Typing on a smartphone is a drag. It takes forever to punch out a word on a touchscreen keyboard. Gesture typing (or "swiping") is better, but still slower than a real keyboard, and half the words come out wrong. Voice-to-text is easier, and safer when driving. But accuracy is still below par, and there are many situations when speaking your message out loud is either impractical or rude.
But help is on the way. Facebook just revealed at its F8 conference that the company has had 60 engineers working on a brain-computer interface that will let you type words merely by thinking them. The technology won't eavesdrop on the thoughts you don't want to share, but will capture the words you think of speaking without speaking them out loud, much like sending a telepathic message in a science fiction movie.
Think this is impossible or decades in the future? Not so much. Technology has existed for years that lets paralyzed people type by thought in exactly this way. It requires a surgical brain implant, though, which most Facebook users probably don't want. Facebook thinks it can lick that problem by using optical imaging to scan your brain 100 times per second and detecting the words you want typed. The company is working with scientists from several large universities, including Johns Hopkins and UC Berkley, to make this a reality. Facebook predicts that brain-based typing will be able to reach 100 words a minute, which fast typists can match on a full-sized keyboard (and is about as fast as most people speak). But it's about five times faster than most of us can type on our mobile phones.
This research is taking place inside Facebook's R&D Building 8, a mysterious lab where the company builds some of its most futuristic technology under the direction of Regina Dugan, who headed Google's Advanced Technologies and Projects lab before joining Facebook about a year ago. Before Google, she headed the Defense Advanced Research Projects Agency, or DARPA, a government agency that helped launch the internet years ago and, more recently, developed some of the first self-driving cars. In addition to brain-based typing, she told the audience at F8, Building 8 is working on technology to allow deaf people to "hear" through their skin by using software that allows it to convert vibrations into sounds the brain can recognize, much as the cochlea do in hearing people's ears. A test subject has been able to recognize nine different words this way so far.

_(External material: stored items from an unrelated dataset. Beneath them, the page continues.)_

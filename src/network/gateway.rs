//! Gateway - TCP listener that accepts incoming connections.
//!
//! The Gateway binds to a socket, early-rejects banned peers, and spawns
//! a Connection task for each accepted client.

use crate::handlers::Registry;
use crate::network::Connection;
use crate::state::Hub;
use std::net::SocketAddr;
use std::sync::Arc;
use tokio::net::TcpListener;
use tokio::sync::broadcast;
use tracing::{debug, error, info};

/// The Gateway accepts incoming TCP connections and spawns handlers.
pub struct Gateway {
    listener: TcpListener,
    hub: Arc<Hub>,
    registry: Arc<Registry>,
    shutdown_tx: broadcast::Sender<()>,
}

impl Gateway {
    /// Bind the gateway to the specified address.
    pub async fn bind(
        addr: SocketAddr,
        hub: Arc<Hub>,
        registry: Arc<Registry>,
        shutdown_tx: broadcast::Sender<()>,
    ) -> std::io::Result<Self> {
        let listener = TcpListener::bind(addr).await?;
        info!(addr = %listener.local_addr()?, "Gateway listening");
        Ok(Self {
            listener,
            hub,
            registry,
            shutdown_tx,
        })
    }

    /// The actually bound address (relevant when binding port 0).
    pub fn local_addr(&self) -> std::io::Result<SocketAddr> {
        self.listener.local_addr()
    }

    /// Accept connections until shutdown.
    pub async fn run(self) -> std::io::Result<()> {
        let mut shutdown = self.shutdown_tx.subscribe();
        loop {
            tokio::select! {
                accepted = self.listener.accept() => match accepted {
                    Ok((stream, addr)) => {
                        // Banned peers still get the handshake so the
                        // rejection frame can reach them; no session is
                        // ever created for them.
                        let banned = self.hub.bans().contains(&addr.ip().to_string());
                        if banned {
                            info!(%addr, "Rejecting banned peer");
                        } else {
                            debug!(%addr, "Connection accepted");
                        }

                        let hub = Arc::clone(&self.hub);
                        let registry = Arc::clone(&self.registry);
                        let shutdown_rx = self.shutdown_tx.subscribe();
                        tokio::spawn(async move {
                            let connection =
                                Connection::new(stream, addr, banned, hub, registry, shutdown_rx);
                            if let Err(e) = connection.run().await {
                                debug!(%addr, error = %e, "Connection error");
                            }
                            debug!(%addr, "Connection closed");
                        });
                    }
                    Err(e) => {
                        error!(error = %e, "Failed to accept connection");
                    }
                },
                _ = shutdown.recv() => {
                    info!("Gateway shutting down");
                    break Ok(());
                }
            }
        }
    }
}
//! DOCX writer: one Office Open XML paragraph per resume line.
//!
//! The package is the minimal valid WordprocessingML set: content types, package
//! relationships, core properties and the main document part.

use std::io::{Cursor, Write};

use chrono::{DateTime, Utc};
use quick_xml::escape::escape;
use zip::write::SimpleFileOptions;
use zip::{CompressionMethod, ZipWriter};

use crate::render::RenderError;

const CONTENT_TYPES_XML: &str = r#"<?xml version="1.0" encoding="UTF-8" standalone="yes"?>
<Types xmlns="http://schemas.openxmlformats.org/package/2006/content-types"><Default Extension="rels" ContentType="application/vnd.openxmlformats-package.relationships+xml"/><Default Extension="xml" ContentType="application/xml"/><Override PartName="/word/document.xml" ContentType="application/vnd.openxmlformats-officedocument.wordprocessingml.document.main+xml"/><Override PartName="/docProps/core.xml" ContentType="application/vnd.openxmlformats-package.core-properties+xml"/></Types>"#;

const ROOT_RELS_XML: &str = r#"<?xml version="1.0" encoding="UTF-8" standalone="yes"?>
<Relationships xmlns="http://schemas.openxmlformats.org/package/2006/relationships"><Relationship Id="rId1" Type="http://schemas.openxmlformats.org/officeDocument/2006/relationships/officeDocument" Target="word/document.xml"/><Relationship Id="rId2" Type="http://schemas.openxmlformats.org/package/2006/relationships/metadata/core-properties" Target="docProps/core.xml"/></Relationships>"#;

const DOCUMENT_HEADER: &str = r#"<?xml version="1.0" encoding="UTF-8" standalone="yes"?>
<w:document xmlns:w="http://schemas.openxmlformats.org/wordprocessingml/2006/main"><w:body>"#;

// US letter with 1" margins, in twentieths of a point.
const DOCUMENT_FOOTER: &str = r#"<w:sectPr><w:pgSz w:w="12240" w:h="15840"/><w:pgMar w:top="1440" w:right="1440" w:bottom="1440" w:left="1440" w:header="720" w:footer="720" w:gutter="0"/></w:sectPr></w:body></w:document>"#;

/// Builds a DOCX package with one paragraph per entry in `lines`.
pub fn write_docx(lines: &[&str]) -> Result<Vec<u8>, RenderError> {
    let mut zip = ZipWriter::new(Cursor::new(Vec::new()));

    // [Content_Types].xml first, as Word expects.
    write_part(&mut zip, "[Content_Types].xml", CONTENT_TYPES_XML)?;
    write_part(&mut zip, "_rels/.rels", ROOT_RELS_XML)?;
    write_part(&mut zip, "docProps/core.xml", &core_properties_xml(Utc::now()))?;
    write_part(&mut zip, "word/document.xml", &document_xml(lines))?;

    Ok(zip.finish()?.into_inner())
}

fn write_part<W: Write + std::io::Seek>(
    zip: &mut ZipWriter<W>,
    path: &str,
    content: &str,
) -> Result<(), RenderError> {
    let options = SimpleFileOptions::default().compression_method(CompressionMethod::Deflated);
    zip.start_file(path, options)?;
    zip.write_all(content.as_bytes())?;
    Ok(())
}

/// Main document part. Blank lines become empty `<w:p/>` paragraphs.
fn document_xml(lines: &[&str]) -> String {
    let body_len: usize = lines.iter().map(|l| l.len() + 64).sum();
    let mut xml = String::with_capacity(DOCUMENT_HEADER.len() + body_len + DOCUMENT_FOOTER.len());
    xml.push_str(DOCUMENT_HEADER);

    for line in lines {
        let text = xml_safe_text(line);
        if text.is_empty() {
            xml.push_str("<w:p/>");
        } else {
            xml.push_str(r#"<w:p><w:r><w:t xml:space="preserve">"#);
            xml.push_str(&escape(text.as_str()));
            xml.push_str("</w:t></w:r></w:p>");
        }
    }

    xml.push_str(DOCUMENT_FOOTER);
    xml
}

fn core_properties_xml(created: DateTime<Utc>) -> String {
    format!(
        r#"<?xml version="1.0" encoding="UTF-8" standalone="yes"?>
<cp:coreProperties xmlns:cp="http://schemas.openxmlformats.org/package/2006/metadata/core-properties" xmlns:dc="http://purl.org/dc/elements/1.1/" xmlns:dcterms="http://purl.org/dc/terms/" xmlns:xsi="http://www.w3.org/2001/XMLSchema-instance"><dc:title>Resume</dc:title><dcterms:created xsi:type="dcterms:W3CDTF">{}</dcterms:created></cp:coreProperties>"#,
        created.format("%Y-%m-%dT%H:%M:%SZ")
    )
}

/// Drops characters XML 1.0 cannot carry (C0 controls other than tab, U+FFFE, U+FFFF).
fn xml_safe_text(line: &str) -> String {
    line.chars()
        .filter(|&c| c == '\t' || (c >= ' ' && c != '\u{FFFE}' && c != '\u{FFFF}'))
        .collect()
}
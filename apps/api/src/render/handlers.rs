//! Axum route handlers for the Render API.

use axum::{
    extract::{Path, State},
    http::{header, HeaderValue},
    response::{IntoResponse, Response},
    Json,
};
use bytes::Bytes;
use serde::Deserialize;
use tracing::info;

use crate::errors::AppError;
use crate::render::RenderFormat;
use crate::state::AppState;

fn default_template() -> String {
    "c-suite".to_string()
}

#[derive(Debug, Deserialize)]
pub struct RenderRequest {
    pub resume: String,
    /// Accepted for compatibility; does not change the output.
    #[serde(default = "default_template")]
    pub template: String,
}

/// POST /api/v1/render/:format
pub async fn handle_render(
    State(state): State<AppState>,
    Path(format): Path<String>,
    Json(request): Json<RenderRequest>,
) -> Result<Response, AppError> {
    let format: RenderFormat = format.parse().map_err(AppError::Validation)?;
    render_response(state, request, format).await
}

/// POST /generateDocx
pub async fn handle_generate_docx(
    State(state): State<AppState>,
    Json(request): Json<RenderRequest>,
) -> Result<Response, AppError> {
    render_response(state, request, RenderFormat::Structured).await
}

/// POST /generatePdf
pub async fn handle_generate_pdf(
    State(state): State<AppState>,
    Json(request): Json<RenderRequest>,
) -> Result<Response, AppError> {
    render_response(state, request, RenderFormat::Paginated).await
}

async fn render_response(
    state: AppState,
    request: RenderRequest,
    format: RenderFormat,
) -> Result<Response, AppError> {
    info!(
        format = format.extension(),
        template = %request.template,
        chars = request.resume.len(),
        "Render requested"
    );

    let renderer = state.renderer.clone();
    let document = tokio::task::spawn_blocking(move || renderer.render(&request.resume, format))
        .await
        .map_err(|e| AppError::Internal(anyhow::anyhow!("render task failed: {e}")))??;

    let disposition = HeaderValue::from_str(&format!("attachment; filename={}", document.filename))
        .map_err(|e| AppError::Internal(e.into()))?;

    Ok((
        [
            (header::CONTENT_TYPE, HeaderValue::from_static(document.mime_type)),
            (header::CONTENT_DISPOSITION, disposition),
        ],
        Bytes::from(document.bytes),
    )
        .into_response())
}
pub mod health;

use axum::{
    routing::{get, post},
    Router,
};

use crate::compliance::handlers as compliance;
use crate::render::handlers as render;
use crate::state::AppState;

pub fn build_router(state: AppState) -> Router {
    Router::new()
        .route("/health", get(health::health_handler))
        // Render API
        .route("/api/v1/render/:format", post(render::handle_render))
        .route("/generateDocx", post(render::handle_generate_docx))
        .route("/generatePdf", post(render::handle_generate_pdf))
        // Compliance API
        .route("/api/v1/compliance/assess", post(compliance::handle_assess))
        .route("/checkCompliance", post(compliance::handle_assess))
        .with_state(state)
}
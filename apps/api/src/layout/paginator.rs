//! Pagination: places resume lines onto fixed-size pages.
//!
//! Every input line becomes exactly one output line. Lines are never wrapped: a line wider
//! than the text area is placed as-is and marked `overflows`. Pages fill top to bottom; a new
//! page starts when the space left above the bottom margin cannot hold another line.

use crate::layout::font_metrics::PageConfig;

/// A line positioned on a page.
#[derive(Debug, Clone, PartialEq)]
pub struct PlacedLine {
    pub text: String,
    /// Baseline y coordinate in PDF user space (origin bottom-left).
    pub baseline_y: f32,
    /// Wider than the text area; emitted unwrapped.
    pub overflows: bool,
}

#[derive(Debug, Clone, Default, PartialEq)]
pub struct Page {
    pub lines: Vec<PlacedLine>,
}

/// Result of paginating a resume. Always holds at least one page.
#[derive(Debug, Clone, PartialEq)]
pub struct PageLayout {
    pub pages: Vec<Page>,
}

impl PageLayout {
    pub fn line_count(&self) -> usize {
        self.pages.iter().map(|p| p.lines.len()).sum()
    }

    pub fn overflowing_lines(&self) -> usize {
        self.pages
            .iter()
            .flat_map(|p| &p.lines)
            .filter(|l| l.overflows)
            .count()
    }
}

/// Lays `lines` out on pages of `config` geometry.
pub fn paginate(lines: &[&str], config: &PageConfig) -> PageLayout {
    let top = config.page_height_pt - config.margin_top_pt;
    let mut pages = vec![Page::default()];
    let mut cursor = top;

    for &line in lines {
        if cursor - config.line_height_pt < config.margin_bottom_pt {
            pages.push(Page::default());
            cursor = top;
        }

        let placed = PlacedLine {
            text: line.to_string(),
            baseline_y: cursor - config.font_size_pt,
            overflows: config.overflows(line),
        };
        // `pages` is never empty.
        if let Some(page) = pages.last_mut() {
            page.lines.push(placed);
        }
        cursor -= config.line_height_pt;
    }

    PageLayout { pages }
}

All these developments raise a host of ethical questions, something Dugan is keenly aware of. "I've never seen a technology that you developed with great impact that didn't have unintended consequences that needed to be guardrailed or managed," she told the F8 audience. That's why she's in the process of forming an independent Ethical, Legal and Social Implications panel to oversee this research, as she explained to TechCrunch in an interview. (Gotta love the URL for that TechCrunch piece: "i-sure-hope-so.")
In the here-and-now, Facebook is also working on improving the viewing experience of 360 video by developing algorithms that predict where a user will look next, allowing for those areas of the video to be rendered first. (Quality can be a challenge for 360 video because the medium is such a data hog.)